Einspruch Euer Ehren. Heute haben wir in unserem Blog wieder humorvolles für Sie aufgeschrieben, diesmal mit Briefen die als Einspruch zum Finanzamt gegangen sind – viel Spaß beim Lesen:

Einspruch euer Ehren!

Brief Nummer 1 – Rückantwort einer Lehrerin, die im Skilager war

Sehr geehrte Damen und Herren,

die Erklärung, der Skikurs in Tirol könne nicht anerkannt werden, da eine „objektive Trennung von beruflicher/privater Veranlassung nicht möglich ist“, ist empörend. 

Zur Anregung Ihrer Fantasie: 7.00 Uhr wecken, Medizin nehmen, 1 Stunde Fahrt ins Skigebiet. Von 10.00 Uhr bis 16.00 Uhr in erhöhter Risiko-Situation (eine falsche Entscheidung kann sich auf Leib und Leben auswirken). Bis zum Abendessen dann psychotherapeutische Tätigkeit, nach dem Abendessen Unterhaltungskünstler und in der Nacht, Kampf gegen betrunkene fensterlnde Dorfburschen. Und das 10 Tage lang. Fragen Sie doch mal in der Schule, wer das noch macht.

Ich erhebe Einspruch! 

Brief Nummer 2 – nicht anerkannte Werbungskosten

Sehr geehrte Damen und Herren,

in Beantwortung Ihres Schreibens vom 04.04. möchte ich Ihre Feststellung, die von mir angeschaffte Brille stelle keine Werbungskosten dar, als nicht richtig ansehen. 

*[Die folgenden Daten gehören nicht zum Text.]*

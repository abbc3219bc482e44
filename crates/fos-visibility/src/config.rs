//! Evaluator and monitor configuration

use serde::{Deserialize, Serialize};

use crate::error::{Result, VisibilityError};

/// Configuration shared by an evaluator and the monitors created from it
#[derive(Debug, Clone, PartialEq, Serialize, Deserialize)]
#[serde(default)]
pub struct VisibilityConfig {
    /// Base sampling cadence for threshold tests. A threshold window shorter
    /// than this is sampled at its own width.
    pub default_sample_interval_ms: u64,
    /// Fail evaluator construction when the host has no style query API.
    /// When false, style-dependent checks are skipped instead.
    pub strict_environment: bool,
    /// Minimum spacing between samples triggered by scroll/resize events
    pub event_throttle_ms: u64,
}

impl Default for VisibilityConfig {
    fn default() -> Self {
        Self {
            default_sample_interval_ms: 100,
            strict_environment: true,
            event_throttle_ms: 50,
        }
    }
}

impl VisibilityConfig {
    /// Parse and validate a JSON configuration. Missing fields keep their defaults.
    pub fn from_json(json: &str) -> Result<Self> {
        let config: Self = serde_json::from_str(json)?;
        config.validate()?;
        Ok(config)
    }

    pub fn validate(&self) -> Result<()> {
        if self.default_sample_interval_ms == 0 {
            return Err(VisibilityError::invalid_config("default_sample_interval_ms must be positive"));
        }
        Ok(())
    }

    /// Sampling cadence for a threshold window of `duration_ms`
    pub fn sample_interval_for(&self, duration_ms: u64) -> u64 {
        self.default_sample_interval_ms.min(duration_ms).max(1)
    }
}

#[cfg(test)]
mod tests {
    use super::*;

    #[test]
    fn test_partial_json_keeps_defaults() {
        let config = VisibilityConfig::from_json(r#"{ "strict_environment": false }"#).unwrap();
        assert!(!config.strict_environment);
        assert_eq!(config.default_sample_interval_ms, 100);
        assert_eq!(config.event_throttle_ms, 50);
    }

    #[test]
    fn test_zero_interval_rejected() {
        let err = VisibilityConfig::from_json(r#"{ "default_sample_interval_ms": 0 }"#).unwrap_err();
        assert!(matches!(err, VisibilityError::InvalidConfig(_)));
    }

    #[test]
    fn test_malformed_json() {
        assert!(matches!(
            VisibilityConfig::from_json("{ nope"),
            Err(VisibilityError::Json(_))
        ));
    }

    #[test]
    fn test_sample_interval_for() {
        let config = VisibilityConfig::default();
        assert_eq!(config.sample_interval_for(1000), 100);
        assert_eq!(config.sample_interval_for(40), 40);
        assert_eq!(config.sample_interval_for(0), 1);
    }
}
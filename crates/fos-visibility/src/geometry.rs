//! Geometry Engine
//!
//! Element rectangles, viewport extents and the intersection queries built on
//! them. Nothing here is cached; layout may change between calls.

use fos_dom::ClientRect;
use serde::Serialize;

use crate::host::{ElementHost, Size};

/// Element rectangle in viewport coordinates
#[derive(Debug, Clone, Copy, Default, PartialEq, Serialize)]
pub struct Rectangle {
    pub top: f64,
    pub left: f64,
    pub bottom: f64,
    pub right: f64,
    pub width: f64,
    pub height: f64,
}

impl Rectangle {
    /// Build from a native rect query, taking width/height from `fallback`
    /// when the query omits them. Non-finite input yields a zero rectangle.
    pub fn from_client_rect(rect: &ClientRect, fallback: Option<Size>) -> Self {
        let width = rect.width.or(fallback.map(|s| s.width)).unwrap_or(0.0);
        let height = rect.height.or(fallback.map(|s| s.height)).unwrap_or(0.0);

        let values = [rect.top, rect.left, rect.bottom, rect.right, width, height];
        if values.iter().any(|v| !v.is_finite()) {
            return Self::default();
        }

        Self {
            top: rect.top,
            left: rect.left,
            bottom: rect.bottom,
            right: rect.right,
            width: width.max(0.0),
            height: height.max(0.0),
        }
    }

    pub fn from_xywh(x: f64, y: f64, width: f64, height: f64) -> Self {
        Self {
            top: y,
            left: x,
            bottom: y + height,
            right: x + width,
            width: width.max(0.0),
            height: height.max(0.0),
        }
    }

    /// Positive width and height
    #[inline]
    pub fn has_area(&self) -> bool {
        self.width > 0.0 && self.height > 0.0
    }

    /// Overlaps the viewport on both axes.
    ///
    /// Half-open: an edge exactly at 0 or at the viewport extent does not count
    /// as overlap.
    pub fn intersects(&self, viewport: &Viewport) -> bool {
        self.has_area()
            && self.bottom > 0.0
            && self.right > 0.0
            && self.top < viewport.height
            && self.left < viewport.width
    }

    /// All four edges inside the viewport: lower bounds inclusive, upper bounds strict
    pub fn is_within(&self, viewport: &Viewport) -> bool {
        self.intersects(viewport)
            && self.top >= 0.0
            && self.left >= 0.0
            && self.bottom < viewport.height
            && self.right < viewport.width
    }

    /// Fraction of the area inside the viewport, in [0, 1]
    pub fn visible_fraction(&self, viewport: &Viewport) -> f64 {
        if !self.intersects(viewport) {
            return 0.0;
        }

        let visible_height = visible_extent(self.top, self.bottom, self.height, viewport.height);
        let visible_width = visible_extent(self.left, self.right, self.width, viewport.width);

        let fraction = (visible_height * visible_width) / (self.height * self.width);
        fraction.clamp(0.0, 1.0)
    }
}

/// Visible length of one axis, clamping against each viewport edge separately
fn visible_extent(start: f64, end: f64, length: f64, extent: f64) -> f64 {
    let visible = if start >= 0.0 {
        // starts inside: cut at the far edge
        length.min(extent - start)
    } else if end > 0.0 {
        // starts before the viewport: cut at the near edge
        extent.min(end)
    } else {
        0.0
    };
    visible.max(0.0)
}

/// Visible scrolling area of a window
#[derive(Debug, Clone, Copy, Default, PartialEq, Serialize)]
pub struct Viewport {
    pub width: f64,
    pub height: f64,
}

impl Viewport {
    pub const fn new(width: f64, height: f64) -> Self {
        Self { width, height }
    }
}

impl From<Size> for Viewport {
    fn from(size: Size) -> Self {
        Self::new(size.width, size.height)
    }
}

/// Bounding rectangle of an element. Never fails; elements without layout get
/// a zero rectangle.
pub fn bounding_rect<H: ElementHost>(host: &H, node: H::Node) -> Rectangle {
    match host.client_rect(node) {
        Some(rect) => {
            let fallback = if rect.width.is_none() || rect.height.is_none() {
                host.content_size(node)
            } else {
                None
            };
            Rectangle::from_client_rect(&rect, fallback)
        }
        None => Rectangle::default(),
    }
}

/// Viewport of the window owning `node`, falling back to the document root's
/// client size when the window does not report inner dimensions.
pub fn viewport<H: ElementHost>(host: &H, node: H::Node) -> Viewport {
    if let Some(size) = host.window_inner_size(node) {
        return size.into();
    }
    match host.root_client_size(node) {
        Some(size) => size.into(),
        None => {
            tracing::debug!("No viewport size for {:?}; treating as empty", node);
            Viewport::default()
        }
    }
}

/// Element overlaps its viewport
pub fn is_in_viewport<H: ElementHost>(host: &H, node: H::Node) -> bool {
    bounding_rect(host, node).intersects(&viewport(host, node))
}

/// Element lies entirely inside its viewport
pub fn is_fully_in_viewport<H: ElementHost>(host: &H, node: H::Node) -> bool {
    bounding_rect(host, node).is_within(&viewport(host, node))
}

/// Fraction of the element's area inside its viewport
pub fn visible_percentage<H: ElementHost>(host: &H, node: H::Node) -> f64 {
    bounding_rect(host, node).visible_fraction(&viewport(host, node))
}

Gründe: Die Brille wurde für meinen Bildschirmarbeitsplatz angeschafft. Da ich privat nicht im Besitz eines PC `s bin, fällt die private Nutzung weg. Sollten Sie zu dem Ergebnis kommen, dass die Brille zumindest teilweise als beruflich genutzt anzuerkennen sei, hier eine Aufstellung der berufliche bedingten Brillentragezeiten:

Jahrestage: 365 Tage  x 24 Std. = 8760 Stunden

Schlaf: 365 Tage x 8 Std. = 2920 Stunden

macht 5840 Stunden die verbleiben 

Arbeitsstunden 231 Tage x 8 Std. = 1848 Std. also 31,64 % 

Anschaffung Brille 1249,– € davon 31,64 % = 395,18 €

Mit freundlichen Grüßen 

Und zu guter Letzt – Brief Nummer 3:

Mein Antrage vom 08.7.1990 im Hinblick auf das BFH-Urteil vom 13.03.1990 (IX R 104/85) wurde von Ihnen bisher nicht bearbeitet.

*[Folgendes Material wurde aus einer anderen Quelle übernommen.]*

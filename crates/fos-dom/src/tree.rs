//! DOM Tree (arena-based allocation)

use crate::{DomError, ElementData, ElementGeometry, Node, NodeId, Window, WindowId};

/// Arena-based DOM tree for memory efficiency
///
/// Holds every node of every window (the top-level window and its frames).
#[derive(Debug)]
pub struct DomTree {
    nodes: Vec<Node>,
    windows: Vec<Window>,
}

impl DomTree {
    /// Create a tree whose top-level window does not report an inner size
    pub fn new() -> Self {
        let mut tree = Self { nodes: Vec::new(), windows: Vec::new() };
        tree.push_window(None, None);
        tree
    }

    /// Create a tree with a top-level viewport of the given size
    pub fn with_viewport(width: f64, height: f64) -> Self {
        let mut tree = Self { nodes: Vec::new(), windows: Vec::new() };
        tree.push_window(Some(width), Some(height));
        tree
    }

    fn push_window(&mut self, width: Option<f64>, height: Option<f64>) -> WindowId {
        let id = WindowId(self.windows.len() as u32);
        let document = self.push_node(Node::document(id));
        self.windows.push(Window::new(id, document, width, height));
        id
    }

    fn push_node(&mut self, node: Node) -> NodeId {
        let id = NodeId(self.nodes.len() as u32);
        self.nodes.push(node);
        id
    }

    /// Attach a new frame window to an `<iframe>` element
    pub fn create_frame(&mut self, iframe: NodeId, width: Option<f64>, height: Option<f64>) -> Result<WindowId, DomError> {
        self.element(iframe).ok_or(DomError::UnknownNode(iframe))?;
        let id = self.push_window(width, height);
        self.windows[id.index()].frame_element = Some(iframe);
        Ok(id)
    }

    /// Create a detached element owned by `window`
    pub fn create_element(&mut self, window: WindowId, tag: &str) -> NodeId {
        self.push_node(Node::element(window, tag))
    }

    /// Create a detached text node owned by `window`
    pub fn create_text(&mut self, window: WindowId, content: &str) -> NodeId {
        self.push_node(Node::text(window, content.to_string()))
    }

    /// Append `child` as the last child of `parent`, detaching it first.
    ///
    /// The child's subtree is adopted into the parent's window.
    pub fn append_child(&mut self, parent: NodeId, child: NodeId) -> Result<(), DomError> {
        let parent_node = self.get(parent).ok_or(DomError::UnknownNode(parent))?;
        if !parent_node.is_container() {
            return Err(DomError::NotAContainer(parent));
        }
        let owner = parent_node.owner_window;
        let child_node = self.get(child).ok_or(DomError::UnknownNode(child))?;
        if child_node.is_document() || child == parent || self.ancestors(parent).any(|a| a == child) {
            return Err(DomError::HierarchyRequest { parent, child });
        }

        self.detach(child);

        let last = self.nodes[parent.index()].last_child;
        {
            let node = &mut self.nodes[child.index()];
            node.parent = parent;
            node.prev_sibling = last;
            node.next_sibling = NodeId::NONE;
        }
        if last.is_valid() {
            self.nodes[last.index()].next_sibling = child;
        } else {
            self.nodes[parent.index()].first_child = child;
        }
        self.nodes[parent.index()].last_child = child;

        for id in self.descendants_inclusive(child) {
            self.nodes[id.index()].owner_window = owner;
        }
        Ok(())
    }

    /// Unlink a node from its parent. Detached nodes are left untouched.
    pub fn detach(&mut self, node: NodeId) {
        let Some(n) = self.get(node) else { return };
        let (parent, prev, next) = (n.parent, n.prev_sibling, n.next_sibling);
        if !parent.is_valid() {
            return;
        }

        if prev.is_valid() {
            self.nodes[prev.index()].next_sibling = next;
        } else {
            self.nodes[parent.index()].first_child = next;
        }
        if next.is_valid() {
            self.nodes[next.index()].prev_sibling = prev;
        } else {
            self.nodes[parent.index()].last_child = prev;
        }

        let n = &mut self.nodes[node.index()];
        n.parent = NodeId::NONE;
        n.prev_sibling = NodeId::NONE;
        n.next_sibling = NodeId::NONE;
    }

    /// Get a node by ID
    pub fn get(&self, id: NodeId) -> Option<&Node> {
        self.nodes.get(id.index())
    }

    /// Get a mutable node by ID
    pub fn get_mut(&mut self, id: NodeId) -> Option<&mut Node> {
        self.nodes.get_mut(id.index())
    }

    /// Parent of a node, `None` for documents and detached roots
    pub fn parent(&self, id: NodeId) -> Option<NodeId> {
        self.get(id).map(|n| n.parent).filter(NodeId::is_valid)
    }

    /// Iterate over children of a node
    pub fn children(&self, id: NodeId) -> Children<'_> {
        let next = self.get(id).map(|n| n.first_child).unwrap_or(NodeId::NONE);
        Children { tree: self, next }
    }

    /// Iterate over the ancestors of a node, nearest first
    pub fn ancestors(&self, id: NodeId) -> Ancestors<'_> {
        Ancestors { tree: self, next: self.parent(id) }
    }

    fn descendants_inclusive(&self, root: NodeId) -> Vec<NodeId> {
        let mut out = Vec::new();
        let mut stack = vec![root];
        while let Some(id) = stack.pop() {
            out.push(id);
            stack.extend(self.children(id).map(|(child, _)| child));
        }
        out
    }

    /// Element data of a node, if it is an element
    pub fn element(&self, id: NodeId) -> Option<&ElementData> {
        self.get(id)?.as_element()
    }

    /// Lowercase tag name of an element
    pub fn local_name(&self, id: NodeId) -> Option<&str> {
        self.element(id).map(|e| e.tag.as_str())
    }

    /// Attribute value of an element
    pub fn attribute(&self, id: NodeId, name: &str) -> Option<&str> {
        self.element(id)?.get_attr(name)
    }

    /// Set an attribute on an element
    pub fn set_attribute(&mut self, id: NodeId, name: &str, value: &str) -> Result<(), DomError> {
        self.get_mut(id)
            .and_then(Node::as_element_mut)
            .ok_or(DomError::UnknownNode(id))?
            .set_attr(name, value);
        Ok(())
    }

    /// Assign a layout box to an element
    pub fn set_layout(&mut self, id: NodeId, geometry: ElementGeometry) -> Result<(), DomError> {
        self.get_mut(id)
            .and_then(Node::as_element_mut)
            .ok_or(DomError::UnknownNode(id))?
            .layout = Some(geometry);
        Ok(())
    }

    /// Remove an element's layout box
    pub fn clear_layout(&mut self, id: NodeId) {
        if let Some(elem) = self.get_mut(id).and_then(Node::as_element_mut) {
            elem.layout = None;
        }
    }

    /// Layout box of an element
    pub fn layout(&self, id: NodeId) -> Option<&ElementGeometry> {
        self.element(id)?.layout.as_ref()
    }

    /// Window whose document owns a node
    pub fn owner_window(&self, id: NodeId) -> Option<WindowId> {
        self.get(id).map(|n| n.owner_window)
    }

    pub fn window(&self, id: WindowId) -> Option<&Window> {
        self.windows.get(id.index())
    }

    pub fn window_mut(&mut self, id: WindowId) -> Option<&mut Window> {
        self.windows.get_mut(id.index())
    }

    pub fn windows(&self) -> impl Iterator<Item = &Window> {
        self.windows.iter()
    }

    /// Document node of a window
    pub fn document(&self, window: WindowId) -> Option<NodeId> {
        self.window(window).map(|w| w.document)
    }

    /// Root element (`<html>`) of a window's document
    pub fn document_element(&self, window: WindowId) -> Option<NodeId> {
        let document = self.document(window)?;
        self.children(document)
            .find(|(_, node)| node.is_element())
            .map(|(id, _)| id)
    }

    /// Get element by ID within one window's document
    pub fn get_element_by_id(&self, window: WindowId, id: &str) -> Option<NodeId> {
        let document = self.document(window)?;
        let mut stack = vec![document];
        while let Some(current) = stack.pop() {
            if self.element(current).and_then(|e| e.id.as_deref()) == Some(id) {
                return Some(current);
            }
            let mut children: Vec<NodeId> = self.children(current).map(|(c, _)| c).collect();
            children.reverse();
            stack.extend(children);
        }
        None
    }

    /// Number of nodes in the tree
    pub fn len(&self) -> usize {
        self.nodes.len()
    }

    /// Check if tree is empty
    pub fn is_empty(&self) -> bool {
        self.nodes.is_empty()
    }
}

impl Default for DomTree {
    fn default() -> Self {
        Self::new()
    }
}

/// Iterator over the children of a node
pub struct Children<'a> {
    tree: &'a DomTree,
    next: NodeId,
}

impl<'a> Iterator for Children<'a> {
    type Item = (NodeId, &'a Node);

    fn next(&mut self) -> Option<Self::Item> {
        let id = self.next;
        let node = self.tree.get(id)?;
        self.next = node.next_sibling;
        Some((id, node))
    }
}

/// Iterator over the ancestors of a node
pub struct Ancestors<'a> {
    tree: &'a DomTree,
    next: Option<NodeId>,
}

impl Iterator for Ancestors<'_> {
    type Item = NodeId;

    fn next(&mut self) -> Option<NodeId> {
        let id = self.next?;
        self.next = self.tree.parent(id);
        Some(id)
    }
}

Ich bitte nunmehr, den mir zustehenden Betrag umgehend zu überweisen. Herd und Spule sind absetzbar, also bitte zurück mit der zuviel gezahlten Kohle.

Mit freundlichen Grüßen 

Die Briefe sind ein Auszug aus dem Buch „Meine Frau ist eine außergewöhnliche Belastung“ von Ralf Sikorski.

Ein schönes und erholsames Winterwochenende wünscht Ihnen der Lohnsteuerhilfeverein e.V.